New York: Women are more prone to romantic jealousy spurred by Facebook posts on their boyfriend's wall than men, a new study has found.
Their jealousy increases particularly if they think other people can see that their relationship may be in trouble, researchers from the University of Alabama said.
As many as 226 heterosexual college-age men and women in the US were told to imagine that they had discovered a photo of their partner with a person of the opposite sex on the social networking website Facebook, 'MyHealthNewsDaily' reported.
The study participants, during the hypothetical scenario, could view the privacy settings of their boyfriend's or girlfriend's Facebook account and thus could see whether the photo was visible to others on Facebook.
Women reported greater feelings of jealousy when they imagined the scenario than did men.
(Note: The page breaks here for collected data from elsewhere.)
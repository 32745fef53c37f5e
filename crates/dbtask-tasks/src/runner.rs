use std::io::Write;
use std::path::PathBuf;
use std::time::{Duration, Instant};

use dbtask_core::{MemberSchema, Result};
use dbtask_exec::Session;

use crate::{create_tables, delete_tables, populate_tables};

/// One schema management task.
#[derive(Debug, Clone, PartialEq, Eq)]
pub enum Task {
    CreateTables { schema: MemberSchema },
    DeleteTables,
    /// `None` runs the bundled dummy data.
    PopulateTables { script: Option<PathBuf> },
}

impl Task {
    pub fn name(&self) -> &'static str {
        match self {
            Self::CreateTables { .. } => "create-tables",
            Self::DeleteTables => "delete-tables",
            Self::PopulateTables { .. } => "populate-tables",
        }
    }

    /// Leading text of the diagnostic line printed when the task fails.
    pub fn failure_prefix(&self) -> &'static str {
        match self {
            Self::CreateTables { .. } => "Creation of database tables failed",
            Self::DeleteTables => "Deletion of database tables failed",
            Self::PopulateTables { .. } => "Population of database tables failed",
        }
    }
}

/// Summary of a successful task run.
#[derive(Debug, Clone, PartialEq, Eq)]
pub struct TaskReport {
    pub task: &'static str,
    pub dropped_tables: Vec<String>,
    pub duration: Duration,
}

/// Run `task` on `session`, then close the session.
///
/// On failure, including a failed close after a successful task, exactly one
/// line `<prefix>: <error>` is written to `out` and the error is returned. The
/// session is closed on both paths.
pub async fn run_task<S, W>(session: &mut S, task: &Task, out: &mut W) -> Result<TaskReport>
where
    S: Session + ?Sized,
    W: Write + ?Sized,
{
    let timer = Instant::now();
    tracing::info!(event = "task_started", task = task.name());

    let outcome = match task {
        Task::CreateTables { schema } => create_tables(&mut *session, *schema)
            .await
            .map(|()| Vec::new()),
        Task::DeleteTables => delete_tables(&mut *session, &mut *out).await,
        Task::PopulateTables { script } => populate_tables(&mut *session, script.as_deref())
            .await
            .map(|()| Vec::new()),
    };

    let closed = session.close().await;

    let result = match (outcome, closed) {
        (Ok(dropped_tables), Ok(())) => Ok(dropped_tables),
        (Ok(_), Err(close_err)) => Err(close_err),
        (Err(err), closed) => {
            if let Err(close_err) = closed {
                tracing::warn!(event = "close_failed", error = %close_err);
            }
            Err(err)
        }
    };

    match result {
        Ok(dropped_tables) => {
            let duration = timer.elapsed();
            tracing::info!(
                event = "task_finished",
                task = task.name(),
                status = "success",
                duration_ms = duration.as_millis() as u64
            );
            Ok(TaskReport {
                task: task.name(),
                dropped_tables,
                duration,
            })
        }
        Err(err) => {
            tracing::error!(event = "task_failed", task = task.name(), error = %err);
            if let Err(write_err) = writeln!(out, "{}: {err}", task.failure_prefix()) {
                tracing::warn!(event = "diagnostic_write_failed", error = %write_err);
            }
            Err(err)
        }
    }
}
They rated their level of jealousy as a six out of a possible nine, compared to a four out of nine for men.
Both women and men reported the greatest level of jealousy if the photo's privacy settings meant that the photo could not be viewed by other people on Facebook - an indication that their romantic interest was trying to hide something.
If the photo could be seen by other people on Facebook, men's level of jealousy dropped, while women's remained high.
Women were also more hurt by the scenario than men if there were relatively few photos of them with their partner on Facebook.
"These findings suggest that the public nature of potential infidelity may influence emotions differently for men and women," the researchers said.
"Women may experience more negative [emotions] when they believe that others are able to view lack of evidence of being n a committed relationship," they said.
Other studies have found that people who spend more time o Facebook report greater levels of romantic jealously, and more frequent viewing of their partner's Facebook profile, han people who spend less time on the social networking site.
According to researchers Facebook also presents people with opportunities to misinterpret information.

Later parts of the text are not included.